Dans le dernier épisode, le voyage se poursuit, pour découvrir comment accueillir dignement les familles migrantes en France au sein du centre d’accueil d’Emmaüs Solidarité à Ivry, comprendre l’immense enjeu de la précarité numérique avec Emmaüs Connect et imaginer des solutions pour demain depuis la Vallée de la Roya…
Episode 3 : partout où nécessité fait loi
Dans le troisième et dernière épisode d’Un autre monde nous terminons notre exploration de la fabrique à solutions qu’est Emmaüs en s’attardant sur des enjeux parmi les plus contemporains de notre société : l’accueil des exilés, la fracture numérique et l’alimentation.

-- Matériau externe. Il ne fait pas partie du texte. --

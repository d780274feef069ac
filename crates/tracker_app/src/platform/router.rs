//! Route application: page chrome, body, live region and nav state.

use tracker_core::{AppState, Redraw, Route};

use super::dom::DomCommand;
use super::ui::constants::*;
use super::ui::render::{self, RenderContext};

type Renderer = fn(&AppState, &RenderContext) -> String;

/// Renderers for one route. `results` fills the page's live region.
#[derive(Clone, Copy)]
pub struct PageRenderer {
    pub body: Renderer,
    pub results: Option<Renderer>,
}

/// Exhaustive over [`Route`], so the table cannot fall out of step with the route set.
pub fn renderer_for(route: Route) -> PageRenderer {
    match route {
        Route::Landing => PageRenderer {
            body: render::landing_body,
            results: None,
        },
        Route::Dashboard => PageRenderer {
            body: render::dashboard_body,
            results: Some(render::dashboard_results),
        },
        Route::Saved => PageRenderer {
            body: render::saved_body,
            results: Some(render::saved_results),
        },
        Route::Digest => PageRenderer {
            body: render::digest_body,
            results: Some(render::digest_results),
        },
        Route::Settings => PageRenderer {
            body: render::settings_body,
            results: Some(render::settings_results),
        },
        Route::Proof => PageRenderer {
            body: render::proof_body,
            results: None,
        },
        Route::NotFound => PageRenderer {
            body: render::not_found_body,
            results: None,
        },
    }
}

/// Full route application; the page body is replaced wholesale.
pub fn apply_route(state: &AppState, ctx: &RenderContext) -> Vec<DomCommand> {
    let chrome = state.chrome();
    let page = renderer_for(chrome.route);

    let mut commands = vec![
        DomCommand::SetDocumentTitle(format!("{} | {}", chrome.title, APP_NAME)),
        DomCommand::SetText {
            element: ELEMENT_PAGE_TITLE,
            text: chrome.title.to_string(),
        },
        DomCommand::SetText {
            element: ELEMENT_PAGE_SUBTEXT,
            text: chrome.subtext.to_string(),
        },
        DomCommand::SetHtml {
            element: ELEMENT_PAGE_BODY,
            html: (page.body)(state, ctx),
        },
        results_command(state, ctx, page),
    ];

    commands.extend(chrome.nav.iter().map(|link| DomCommand::SetRouteActive {
        route: link.route.id(),
        active: link.active,
    }));
    commands
}

fn results_command(state: &AppState, ctx: &RenderContext, page: PageRenderer) -> DomCommand {
    DomCommand::SetHtml {
        element: ELEMENT_PAGE_RESULTS,
        html: page.results.map(|results| results(state, ctx)).unwrap_or_default(),
    }
}

/// Commands for the regions named in `redraw`.
pub fn render(state: &AppState, redraw: Redraw, ctx: &RenderContext) -> Vec<DomCommand> {
    let mut commands = Vec::new();
    if redraw.page {
        commands.extend(apply_route(state, ctx));
    } else if redraw.results {
        commands.push(results_command(state, ctx, renderer_for(state.route())));
    }

    if redraw.modal {
        match state.modal_view() {
            Some(view) => {
                commands.push(DomCommand::SetHtml {
                    element: ELEMENT_MODAL_CONTENT,
                    html: render::modal(&view),
                });
                commands.push(DomCommand::SetModalVisible(true));
            }
            None => {
                commands.push(DomCommand::SetModalVisible(false));
                commands.push(DomCommand::SetHtml {
                    element: ELEMENT_MODAL_CONTENT,
                    html: String::new(),
                });
            }
        }
    }
    commands
}
use std::fs;
use std::io::Write;
use std::path::{Path, PathBuf};

use tempfile::NamedTempFile;

use crate::StoreError;

/// Ensure the storage directory exists and is writable; create it if missing.
pub fn ensure_storage_dir(dir: &Path) -> Result<(), StoreError> {
    if dir.exists() {
        let meta = fs::metadata(dir).map_err(|e| StoreError::Unavailable(e.to_string()))?;
        if !meta.is_dir() {
            return Err(StoreError::Unavailable(format!(
                "{} is not a directory",
                dir.display()
            )));
        }
    } else {
        fs::create_dir_all(dir).map_err(|e| StoreError::Unavailable(e.to_string()))?;
    }
    // Writability probe.
    NamedTempFile::new_in(dir).map_err(|e| StoreError::Unavailable(e.to_string()))?;
    Ok(())
}

/// Writes `{dir}/{filename}` through a temp file and rename, so readers never
/// observe a half-written value.
#[derive(Debug, Clone)]
pub struct AtomicFileWriter {
    dir: PathBuf,
}

impl AtomicFileWriter {
    pub fn new(dir: PathBuf) -> Self {
        Self { dir }
    }

    pub fn dir(&self) -> &Path {
        &self.dir
    }

    pub fn write(&self, filename: &str, content: &str) -> Result<PathBuf, StoreError> {
        ensure_storage_dir(&self.dir)?;

        let target = self.dir.join(filename);
        let mut tmp = NamedTempFile::new_in(&self.dir)?;
        tmp.write_all(content.as_bytes())?;
        tmp.flush()?;
        tmp.as_file_mut().sync_all()?;

        tmp.persist(&target).map_err(|e| StoreError::Io(e.error))?;
        Ok(target)
    }
}
use std::fs;
use std::path::Path;

use anyhow::Context;
use tracker_core::{Catalog, Job, Preferences, SavedJobs};
use tracker_engine::PersistenceAdapter;
use tracker_logging::{tracker_info, tracker_warn};

const EMBEDDED_CATALOG: &str = include_str!("../../data/jobs.json");

/// Typed access to the stored preference object.
#[derive(Debug, Clone)]
pub struct PreferenceStore {
    key: String,
}

impl PreferenceStore {
    pub fn new(key: impl Into<String>) -> Self {
        Self { key: key.into() }
    }

    /// Absent or unreadable storage yields defaults; each field defaults on its own.
    pub fn load(&self, adapter: &PersistenceAdapter) -> Preferences {
        adapter
            .load(&self.key)
            .map(|value| Preferences::from_json(&value))
            .unwrap_or_default()
    }

    pub fn save(&self, adapter: &mut PersistenceAdapter, preferences: &Preferences) -> bool {
        adapter.save(&self.key, &preferences.to_json())
    }
}

/// Typed access to the stored array of saved job ids.
#[derive(Debug, Clone)]
pub struct SavedJobStore {
    key: String,
}

impl SavedJobStore {
    pub fn new(key: impl Into<String>) -> Self {
        Self { key: key.into() }
    }

    pub fn load(&self, adapter: &PersistenceAdapter) -> SavedJobs {
        adapter
            .load(&self.key)
            .map(|value| SavedJobs::from_json(&value))
            .unwrap_or_default()
    }

    pub fn save(&self, adapter: &mut PersistenceAdapter, ids: &[String]) -> bool {
        adapter.save(&self.key, ids)
    }
}

/// Both stores over one adapter.
pub struct Storage {
    adapter: PersistenceAdapter,
    preferences: PreferenceStore,
    saved: SavedJobStore,
}

impl Storage {
    pub fn new(
        adapter: PersistenceAdapter,
        preferences: PreferenceStore,
        saved: SavedJobStore,
    ) -> Self {
        Self {
            adapter,
            preferences,
            saved,
        }
    }

    pub fn load_preferences(&self) -> Preferences {
        self.preferences.load(&self.adapter)
    }

    pub fn load_saved(&self) -> SavedJobs {
        self.saved.load(&self.adapter)
    }

    pub fn save_preferences(&mut self, preferences: &Preferences) -> bool {
        self.preferences.save(&mut self.adapter, preferences)
    }

    pub fn save_saved(&mut self, ids: &[String]) -> bool {
        self.saved.save(&mut self.adapter, ids)
    }
}

/// Reads the catalog from `path`, or the embedded demo catalog when `None`.
pub fn load_catalog(path: Option<&Path>) -> anyhow::Result<Catalog> {
    let (text, origin) = match path {
        Some(path) => (
            fs::read_to_string(path)
                .with_context(|| format!("Failed to read job catalog {:?}", path))?,
            path.display().to_string(),
        ),
        None => (EMBEDDED_CATALOG.to_string(), "embedded catalog".to_string()),
    };

    let jobs: Vec<Job> = serde_json::from_str(&text)
        .with_context(|| format!("Failed to parse job catalog from {origin}"))?;
    let catalog = Catalog::new(jobs);
    warn_on_unusable_ids(&catalog);
    tracker_info!("Loaded {} jobs from {}", catalog.len(), origin);
    Ok(catalog)
}

fn warn_on_unusable_ids(catalog: &Catalog) {
    let mut seen = std::collections::HashSet::new();
    for job in catalog.jobs() {
        if job.id.is_empty() {
            tracker_warn!("Job {:?} has no id; its actions are disabled", job.title);
        } else if !seen.insert(job.id.as_str()) {
            tracker_warn!("Duplicate job id {:?}; the first listing wins", job.id);
        }
    }
}

#[cfg(test)]
mod tests {
    use super::*;
    use pretty_assertions::assert_eq;
    use tracker_core::{update, AppState, Msg, WorkMode};
    use tracker_engine::{KeyValueStore, MemoryStore};

    use crate::platform::events::{to_msg, DomEvent};
    use crate::platform::ui::constants::{ACTION_APPLY, ACTION_SAVE, ACTION_VIEW};

    const PREFS_KEY: &str = "jobTrackerPreferences";
    const SAVED_KEY: &str = "jobTrackerSavedJobs";

    fn storage_over(store: MemoryStore) -> Storage {
        Storage::new(
            PersistenceAdapter::new(store),
            PreferenceStore::new(PREFS_KEY),
            SavedJobStore::new(SAVED_KEY),
        )
    }

    #[test]
    fn embedded_catalog_parses() {
        let catalog = load_catalog(None).unwrap();
        assert_eq!(catalog.len(), 12);
        assert_eq!(
            catalog.find("jn-001").map(|job| job.title.as_str()),
            Some("Senior React Developer")
        );
    }

    #[test]
    fn missing_catalog_file_is_an_error() {
        let dir = tempfile::tempdir().unwrap();
        let err = load_catalog(Some(&dir.path().join("nope.json"))).unwrap_err();
        assert!(err.to_string().contains("Failed to read job catalog"));
    }

    #[test]
    fn malformed_catalog_file_is_an_error() {
        let dir = tempfile::tempdir().unwrap();
        let path = dir.path().join("jobs.json");
        fs::write(&path, "[{\"id\": 1}]").unwrap();
        assert!(load_catalog(Some(&path)).is_err());
    }

    #[test]
    fn job_without_id_loads_and_its_actions_do_nothing() {
        let dir = tempfile::tempdir().unwrap();
        let path = dir.path().join("jobs.json");
        fs::write(
            &path,
            r#"[
                {"id": "a", "title": "Rust Engineer", "company": "Acme", "location": "Pune",
                 "mode": "Remote", "experience": "1-3", "source": "Naukri",
                 "salaryRange": "8-12 LPA", "postedDaysAgo": 1, "description": "",
                 "skills": ["Rust"], "applyUrl": "https://example.com/a"},
                {"title": "Mystery Role", "company": "Acme", "location": "Pune",
                 "mode": "Onsite", "experience": "Fresher", "source": "Indeed",
                 "salaryRange": "Negotiable", "postedDaysAgo": 2, "description": "",
                 "skills": [], "applyUrl": "https://example.com/b"}
            ]"#,
        )
        .unwrap();

        let catalog = load_catalog(Some(&path)).unwrap();
        assert_eq!(catalog.len(), 2);
        assert_eq!(catalog.jobs()[1].id, "");

        let before = AppState::new(
            catalog,
            Preferences::default(),
            SavedJobs::new(),
            "/dashboard",
        );
        for action in [ACTION_SAVE, ACTION_VIEW, ACTION_APPLY] {
            for job_id in [Some(""), None] {
                let msg = to_msg(DomEvent::click_action(action, job_id));
                let (after, effects) = update(before.clone(), msg);
                assert!(effects.is_empty());
                assert_eq!(after, before);
            }
            // The same holds when an empty id reaches update directly.
            let job_id = String::new();
            let msg = match action {
                ACTION_SAVE => Msg::SaveToggled { job_id },
                ACTION_VIEW => Msg::JobViewed { job_id },
                _ => Msg::ApplyClicked { job_id },
            };
            let (after, effects) = update(before.clone(), msg);
            assert!(effects.is_empty());
            assert_eq!(after, before);
        }
    }

    #[test]
    fn stores_round_trip_through_the_adapter() {
        let mut storage = storage_over(MemoryStore::new());
        assert_eq!(storage.load_preferences(), Preferences::default());
        assert!(storage.load_saved().is_empty());

        let mut prefs = Preferences::default();
        prefs.role_keywords = "React Developer".to_string();
        prefs.preferred_modes.insert(WorkMode::Remote);
        prefs.min_match_score = 55;
        assert!(storage.save_preferences(&prefs));
        assert!(storage.save_saved(&["jn-003".to_string(), "jn-001".to_string()]));

        assert_eq!(storage.load_preferences(), prefs);
        assert_eq!(storage.load_saved().ids(), vec!["jn-001", "jn-003"]);
    }

    #[test]
    fn corrupt_values_fall_back_to_defaults() {
        let mut store = MemoryStore::new();
        store.set(PREFS_KEY, "{not json").unwrap();
        store.set(SAVED_KEY, "{\"a\": 1}").unwrap();
        let storage = storage_over(store);
        assert_eq!(storage.load_preferences(), Preferences::default());
        assert!(storage.load_saved().is_empty());
    }

    #[test]
    fn disabled_storage_keeps_session_working() {
        let mut storage = storage_over(MemoryStore::disabled());
        assert!(!storage.save_saved(&["jn-001".to_string()]));
        assert!(storage.load_saved().is_empty());
    }
}
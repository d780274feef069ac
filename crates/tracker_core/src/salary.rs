use std::sync::LazyLock;

use regex::Regex;

static LPA_RANGE: LazyLock<Regex> = LazyLock::new(|| {
    Regex::new(r"(?i)^\s*(\d+(?:\.\d+)?)\s*-\s*(\d+(?:\.\d+)?)\s*LPA\b").expect("valid LPA regex")
});

static MONTHLY_RANGE: LazyLock<Regex> = LazyLock::new(|| {
    Regex::new(r"(?i)^\s*₹\s*(\d+(?:\.\d+)?)\s*k\s*-\s*₹?\s*(\d+(?:\.\d+)?)\s*k\b.*\bmonth")
        .expect("valid monthly regex")
});

const MONTHS_PER_YEAR: f64 = 12.0;

/// Sort key for the free-text salary field.
///
/// `"8-12 LPA"` yields the plain midpoint (10). `"₹40k-60k per month"` yields the
/// monthly midpoint in thousands, annualized (600). Anything else yields 0.
pub fn salary_midpoint(text: &str) -> f64 {
    if let Some((low, high)) = capture_range(&LPA_RANGE, text) {
        return (low + high) / 2.0;
    }
    if let Some((low, high)) = capture_range(&MONTHLY_RANGE, text) {
        return (low + high) / 2.0 * MONTHS_PER_YEAR;
    }
    0.0
}

fn capture_range(pattern: &Regex, text: &str) -> Option<(f64, f64)> {
    let caps = pattern.captures(text)?;
    let low = caps.get(1)?.as_str().parse::<f64>().ok()?;
    let high = caps.get(2)?.as_str().parse::<f64>().ok()?;
    Some((low, high))
}
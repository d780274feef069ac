pub mod constants;
pub mod layout;
pub mod markup;
pub mod render;
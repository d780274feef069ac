use std::cmp::Ordering;

use crate::{match_score, salary_midpoint, Filters, Job, Preferences, SavedJobs, SortMode};

pub const DIGEST_LIMIT: usize = 10;

/// A catalog entry paired with its derived sort keys.
#[derive(Debug, Clone, PartialEq)]
pub struct ScoredJob<'a> {
    pub job: &'a Job,
    pub score: u8,
    pub salary_midpoint: f64,
}

impl<'a> ScoredJob<'a> {
    pub fn new(job: &'a Job, prefs: &Preferences) -> Self {
        Self {
            job,
            score: match_score(job, prefs),
            salary_midpoint: salary_midpoint(&job.salary_range),
        }
    }
}

/// Dashboard view of the catalog: keyword, exact-match and threshold filters,
/// then a stable sort by the selected key.
pub fn filter_jobs<'a>(
    jobs: &'a [Job],
    filters: &Filters,
    prefs: &Preferences,
) -> Vec<ScoredJob<'a>> {
    let mut view: Vec<ScoredJob<'a>> = jobs
        .iter()
        .filter(|job| filters.admits(job))
        .map(|job| ScoredJob::new(job, prefs))
        .filter(|scored| !filters.only_matches || scored.score >= prefs.min_match_score)
        .collect();
    sort_jobs(&mut view, filters.sort);
    view
}

/// Stable in-place sort; equal keys keep their current relative order.
pub fn sort_jobs(view: &mut [ScoredJob<'_>], mode: SortMode) {
    match mode {
        SortMode::Latest => view.sort_by_key(|scored| scored.job.posted_days_ago),
        SortMode::Match => view.sort_by(|a, b| b.score.cmp(&a.score)),
        SortMode::SalaryHigh => {
            view.sort_by(|a, b| b.salary_midpoint.total_cmp(&a.salary_midpoint))
        }
        SortMode::SalaryLow => {
            view.sort_by(|a, b| a.salary_midpoint.total_cmp(&b.salary_midpoint))
        }
    }
}

/// Saved jobs in catalog order. Ids no longer in the catalog are skipped.
pub fn saved_jobs<'a>(
    jobs: &'a [Job],
    saved: &SavedJobs,
    prefs: &Preferences,
) -> Vec<ScoredJob<'a>> {
    jobs.iter()
        .filter(|job| saved.contains(&job.id))
        .map(|job| ScoredJob::new(job, prefs))
        .collect()
}

/// Top matches at or above the threshold: score descending, then most recent.
pub fn digest_jobs<'a>(jobs: &'a [Job], prefs: &Preferences) -> Vec<ScoredJob<'a>> {
    let mut picks: Vec<ScoredJob<'a>> = jobs
        .iter()
        .map(|job| ScoredJob::new(job, prefs))
        .filter(|scored| scored.score >= prefs.min_match_score)
        .collect();
    picks.sort_by(|a, b| match b.score.cmp(&a.score) {
        Ordering::Equal => a.job.posted_days_ago.cmp(&b.job.posted_days_ago),
        other => other,
    });
    picks.truncate(DIGEST_LIMIT);
    picks
}
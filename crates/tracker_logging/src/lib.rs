#![deny(missing_docs)]
//! Shared logging utilities for the job tracker workspace.
//!
//! This crate provides the `tracker_*` logging macros used across the codebase,
//! a per-thread event-turn counter, and a minimal test initializer for the
//! global logger.

use std::cell::Cell;

thread_local! {
    /// Number of DOM events dispatched on this thread so far.
    static EVENT_TURN: Cell<u64> = const { Cell::new(0) };
}

/// Advances the event-turn counter for the current thread and returns the new value.
///
/// The platform calls this once per dispatched UI event, before running `update`.
pub fn next_event_turn() -> u64 {
    EVENT_TURN.with(|turn| {
        let next = turn.get().wrapping_add(1);
        turn.set(next);
        next
    })
}

/// Returns the event turn currently being processed on this thread.
/// Returns 0 before the first event.
pub fn event_turn() -> u64 {
    EVENT_TURN.with(|turn| turn.get())
}

/// Logs a trace-level message using the global logging facade.
#[macro_export]
macro_rules! tracker_trace {
    ($($arg:tt)*) => {{
        log::trace!($($arg)*);
    }};
}

/// Logs a debug-level message using the global logging facade.
#[macro_export]
macro_rules! tracker_debug {
    ($($arg:tt)*) => {{
        log::debug!($($arg)*);
    }};
}

/// Logs an info-level message using the global logging facade.
#[macro_export]
macro_rules! tracker_info {
    ($($arg:tt)*) => {{
        log::info!($($arg)*);
    }};
}

/// Logs a warn-level message using the global logging facade.
#[macro_export]
macro_rules! tracker_warn {
    ($($arg:tt)*) => {{
        log::warn!($($arg)*);
    }};
}

/// Logs an error-level message using the global logging facade.
#[macro_export]
macro_rules! tracker_error {
    ($($arg:tt)*) => {{
        log::error!($($arg)*);
    }};
}

/// Initializes a simple terminal logger for use in unit tests.
///
/// This safely no-ops if another logger has already been initialized.
pub fn initialize_for_tests() {
    use simplelog::{ColorChoice, CombinedLogger, Config, TermLogger, TerminalMode};

    let level = if cfg!(debug_assertions) {
        log::LevelFilter::Debug
    } else {
        log::LevelFilter::Info
    };

    // Another test may already own the global logger.
    let _ = CombinedLogger::init(vec![TermLogger::new(
        level,
        Config::default(),
        TerminalMode::Mixed,
        ColorChoice::Auto,
    )]);
}
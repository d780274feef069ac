use std::fmt::Write as _;

use tracker_core::JobCardView;

use super::constants::*;

pub fn escape(text: &str) -> String {
    let mut out = String::with_capacity(text.len());
    for ch in text.chars() {
        match ch {
            '&' => out.push_str("&amp;"),
            '<' => out.push_str("&lt;"),
            '>' => out.push_str("&gt;"),
            '"' => out.push_str("&quot;"),
            '\'' => out.push_str("&#39;"),
            _ => out.push(ch),
        }
    }
    out
}

/// CSS class for a match-score badge.
pub fn score_band(score: u8) -> &'static str {
    match score {
        80.. => "score-high",
        60..=79 => "score-medium",
        40..=59 => "score-low",
        _ => "score-muted",
    }
}

pub fn action_button(action: &str, job_id: &str, label: &str, class: &str) -> String {
    format!(
        r#"<button class="{class}" data-action="{action}" data-job-id="{id}">{label}</button>"#,
        id = escape(job_id),
        label = escape(label),
    )
}

pub fn route_link(route: &str, path: &str, label: &str, class: &str) -> String {
    format!(
        r#"<a class="{class}" href="{path}" data-route="{route}">{label}</a>"#,
        label = escape(label),
    )
}

pub fn job_card(card: &JobCardView) -> String {
    let mut html = String::new();
    let _ = write!(
        html,
        r#"<article class="job-card" data-job-id="{}">"#,
        escape(&card.job_id)
    );
    let _ = write!(html, r#"<h3 class="job-title">{}</h3>"#, escape(&card.title));
    let _ = write!(html, r#"<p class="job-company">{}</p>"#, escape(&card.company));
    let _ = write!(
        html,
        r#"<p class="job-meta">{} · {} · {}</p>"#,
        escape(&card.location),
        card.mode,
        card.experience
    );
    let _ = write!(
        html,
        r#"<p class="job-salary">{}</p><p class="job-posted">{}</p><span class="job-source">{}</span>"#,
        escape(&card.salary_range),
        card.posted_label,
        card.source
    );
    if let Some(score) = card.score {
        let _ = write!(
            html,
            r#"<span class="score-badge {}">{score}% match</span>"#,
            score_band(score)
        );
    }
    html.push_str(r#"<div class="job-actions">"#);
    html.push_str(&action_button(ACTION_VIEW, &card.job_id, "View", "btn btn-secondary"));
    if card.saved {
        html.push_str(&action_button(ACTION_SAVE, &card.job_id, "Saved", "btn btn-saved"));
    } else {
        html.push_str(&action_button(ACTION_SAVE, &card.job_id, "Save", "btn btn-secondary"));
    }
    html.push_str(&action_button(ACTION_APPLY, &card.job_id, "Apply", "btn btn-primary"));
    html.push_str("</div></article>");
    html
}

pub fn job_list(cards: &[JobCardView]) -> String {
    let mut html = String::from(r#"<div class="job-list">"#);
    for card in cards {
        html.push_str(&job_card(card));
    }
    html.push_str("</div>");
    html
}

pub fn empty_state(message: &str) -> String {
    format!(r#"<div class="empty-state"><p>{}</p></div>"#, escape(message))
}

/// `options` are `(value, label)` pairs.
pub fn select(control: &str, label: &str, options: &[(String, String)], selected: &str) -> String {
    let mut html = format!(
        r#"<label class="field"><span>{}</span><select data-control="{control}">"#,
        escape(label)
    );
    for (value, text) in options {
        let marker = if value == selected { " selected" } else { "" };
        let _ = write!(
            html,
            r#"<option value="{}"{marker}>{}</option>"#,
            escape(value),
            escape(text)
        );
    }
    html.push_str("</select></label>");
    html
}

pub fn text_input(control: &str, label: &str, value: &str, placeholder: &str) -> String {
    format!(
        r#"<label class="field"><span>{}</span><input type="text" data-control="{control}" value="{}" placeholder="{}"></label>"#,
        escape(label),
        escape(value),
        escape(placeholder)
    )
}

pub fn checkbox(control: &str, value: &str, label: &str, checked: bool) -> String {
    let marker = if checked { " checked" } else { "" };
    format!(
        r#"<label class="check"><input type="checkbox" data-control="{control}" value="{}"{marker}> {}</label>"#,
        escape(value),
        escape(label)
    )
}

#[cfg(test)]
mod tests {
    use super::*;
    use tracker_core::{Experience, JobSource, WorkMode};

    fn card(score: Option<u8>, saved: bool) -> JobCardView {
        JobCardView {
            job_id: "jn-1".to_string(),
            title: "Dev <Ops>".to_string(),
            company: "Acme & Co".to_string(),
            location: "Pune".to_string(),
            mode: WorkMode::Hybrid,
            experience: Experience::OneToThree,
            source: JobSource::Naukri,
            salary_range: "8-12 LPA".to_string(),
            posted_label: "Today".to_string(),
            score,
            saved,
        }
    }

    #[test]
    fn score_bands_follow_thresholds() {
        assert_eq!(score_band(100), "score-high");
        assert_eq!(score_band(80), "score-high");
        assert_eq!(score_band(79), "score-medium");
        assert_eq!(score_band(60), "score-medium");
        assert_eq!(score_band(40), "score-low");
        assert_eq!(score_band(39), "score-muted");
        assert_eq!(score_band(0), "score-muted");
    }

    #[test]
    fn card_escapes_text_and_marks_actions() {
        let html = job_card(&card(None, false));
        assert!(html.contains("Dev &lt;Ops&gt;"));
        assert!(html.contains("Acme &amp; Co"));
        assert!(html.contains(r#"data-action="save" data-job-id="jn-1">Save<"#));
        assert!(html.contains(r#"data-action="apply""#));
        assert!(!html.contains("score-badge"));
    }

    #[test]
    fn card_shows_badge_and_saved_state() {
        let html = job_card(&card(Some(65), true));
        assert!(html.contains(r#"score-badge score-medium">65% match"#));
        assert!(html.contains(">Saved<"));
    }

    #[test]
    fn select_marks_the_current_value() {
        let options = vec![
            ("all".to_string(), "All".to_string()),
            ("Remote".to_string(), "Remote".to_string()),
        ];
        let html = select("filter-mode", "Mode", &options, "Remote");
        assert!(html.contains(r#"<option value="Remote" selected>"#));
        assert!(html.contains(r#"<option value="all">"#));
    }
}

Le voyage démarre à Ivry-sur-Seine, au Centre d’hébergement d’urgence pour migrants d’Emmaüs Solidarité. Ouvert en janvier 2017, il accueille des femmes, des familles et des couples d’exilés, qui viennent d’arriver en Ile-de-France. D’une capacité d’accueil d’environ 430 places, il propose un espace hors de l’urgence où les personnes ont du temps pour s’engager dans un parcours de reconstruction et d’autonomie.

Centre d’hébergement d’urgence pour migrants d’Emmaüs Solidarité à Ivry-sur-Seine
‘‘On ne connaît pas une crise des migrants mais une crise de l’accueil. ’’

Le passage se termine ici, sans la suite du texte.